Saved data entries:
- - -

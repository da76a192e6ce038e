use rust_decimal::Decimal;
use rust_decimal_macros::dec;
use serde::{Deserialize, Serialize};

use crate::rate_series::RateSeries;
use crate::time_value::round_unit;
use crate::types::{Money, RatePct};

/// Year-by-year rental income over the analysis horizon.
#[derive(Debug, Clone, PartialEq, Eq, Serialize, Deserialize)]
pub struct RentalProjection {
    /// Income per year, one entry per year of the horizon
    pub yearly: Vec<Money>,
    pub total: Money,
    /// Monthly rent in force during the final year
    pub monthly_rent_at_end: Money,
}

/// Project rental income with a deferred start at `completion_year`.
///
/// Before completion the property earns nothing but the rent is still
/// indexed each year, so occupancy starts at an inflated rent. From
/// completion on, each year earns twelve months of rent and the rent is
/// indexed for the following year.
pub fn project_rental_income(
    current_monthly_rent: Money,
    rates: &RateSeries,
    analysis_years: u32,
    completion_year: i32,
    as_of_year: i32,
) -> RentalProjection {
    let years_until_completion = (completion_year - as_of_year).max(0) as u32;

    let mut yearly = Vec::with_capacity(analysis_years as usize);
    let mut total = Decimal::ZERO;
    let mut monthly_rent = current_monthly_rent;

    for year in 0..analysis_years {
        let index = |rent: Money| {
            round_unit(rent * (Decimal::ONE + rates.rate_for_year(year as usize) / dec!(100)))
        };

        if year < years_until_completion {
            yearly.push(Decimal::ZERO);
            monthly_rent = index(monthly_rent);
            continue;
        }

        let income = round_unit(monthly_rent * dec!(12));
        yearly.push(income);
        total += income;

        if year + 1 < analysis_years {
            monthly_rent = index(monthly_rent);
        }
    }

    RentalProjection {
        yearly,
        total,
        monthly_rent_at_end: monthly_rent,
    }
}

/// Monthly rent minus the monthly mortgage payment (positive is surplus).
pub fn monthly_cash_flow(monthly_rent: Money, monthly_mortgage_payment: Money) -> Money {
    monthly_rent - monthly_mortgage_payment
}

/// Gross rental yield in percent: annual rent / property value × 100.
pub fn rental_yield(monthly_rent: Money, property_value: Money) -> RatePct {
    if property_value <= Decimal::ZERO {
        return Decimal::ZERO;
    }
    monthly_rent * dec!(12) / property_value * dec!(100)
}

/// Running total of rental income month by month, each year's income
/// spread evenly over its twelve months.
pub fn cumulative_monthly_income(projection: &RentalProjection) -> Vec<Money> {
    let mut monthly = Vec::with_capacity(projection.yearly.len() * 12);
    let mut cumulative = Decimal::ZERO;

    for income in &projection.yearly {
        let per_month = *income / dec!(12);
        for _ in 0..12 {
            cumulative += per_month;
            monthly.push(round_unit(cumulative));
        }
    }

    monthly
}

- - -

What is required:
What's needed is a word-for-word restatement of all the entries.

Your response:
repository da76a192e6ce038e
use rust_decimal::Decimal;
use rust_decimal_macros::dec;
use serde::{Deserialize, Serialize};

use crate::rate_series::RateSeries;
use crate::time_value::round_unit;
use crate::types::{Money, RatePct};

/// Year-by-year rental income over the analysis horizon.
#[derive(Debug, Clone, PartialEq, Eq, Serialize, Deserialize)]
pub struct RentalProjection {
    /// Income per year, one entry per year of the horizon
    pub yearly: Vec<Money>,
    pub total: Money,
    /// Monthly rent in force during the final year
    pub monthly_rent_at_end: Money,
}

/// Project rental income with a deferred start at `completion_year`.
///
/// Before completion the property earns nothing but the rent is still
/// indexed each year, so occupancy starts at an inflated rent. From
/// completion on, each year earns twelve months of rent and the rent is
/// indexed for the following year.
pub fn project_rental_income(
    current_monthly_rent: Money,
    rates: &RateSeries,
    analysis_years: u32,
    completion_year: i32,
    as_of_year: i32,
) -> RentalProjection {
    let years_until_completion = (completion_year - as_of_year).max(0) as u32;

    let mut yearly = Vec::with_capacity(analysis_years as usize);
    let mut total = Decimal::ZERO;
    let mut monthly_rent = current_monthly_rent;

    for year in 0..analysis_years {
        let index = |rent: Money| {
            round_unit(rent * (Decimal::ONE + rates.rate_for_year(year as usize) / dec!(100)))
        };

        if year < years_until_completion {
            yearly.push(Decimal::ZERO);
            monthly_rent = index(monthly_rent);
            continue;
        }

        let income = round_unit(monthly_rent * dec!(12));
        yearly.push(income);
        total += income;

        if year + 1 < analysis_years {
            monthly_rent = index(monthly_rent);
        }
    }

    RentalProjection {
        yearly,
        total,
        monthly_rent_at_end: monthly_rent,
    }
}

/// Monthly rent minus the monthly mortgage payment (positive is surplus).
pub fn monthly_cash_flow(monthly_rent: Money, monthly_mortgage_payment: Money) -> Money {
    monthly_rent - monthly_mortgage_payment
}

/// Gross rental yield in percent: annual rent / property value × 100.
pub fn rental_yield(monthly_rent: Money, property_value: Money) -> RatePct {
    if property_value <= Decimal::ZERO {
        return Decimal::ZERO;
    }
    monthly_rent * dec!(12) / property_value * dec!(100)
}

/// Running total of rental income month by month, each year's income
/// spread evenly over its twelve months.
pub fn cumulative_monthly_income(projection: &RentalProjection) -> Vec<Money> {
    let mut monthly = Vec::with_capacity(projection.yearly.len() * 12);
    let mut cumulative = Decimal::ZERO;

    for income in &projection.yearly {
        let per_month = *income / dec!(12);
        for _ in 0..12 {
            cumulative += per_month;
            monthly.push(round_unit(cumulative));
        }
    }

    monthly
}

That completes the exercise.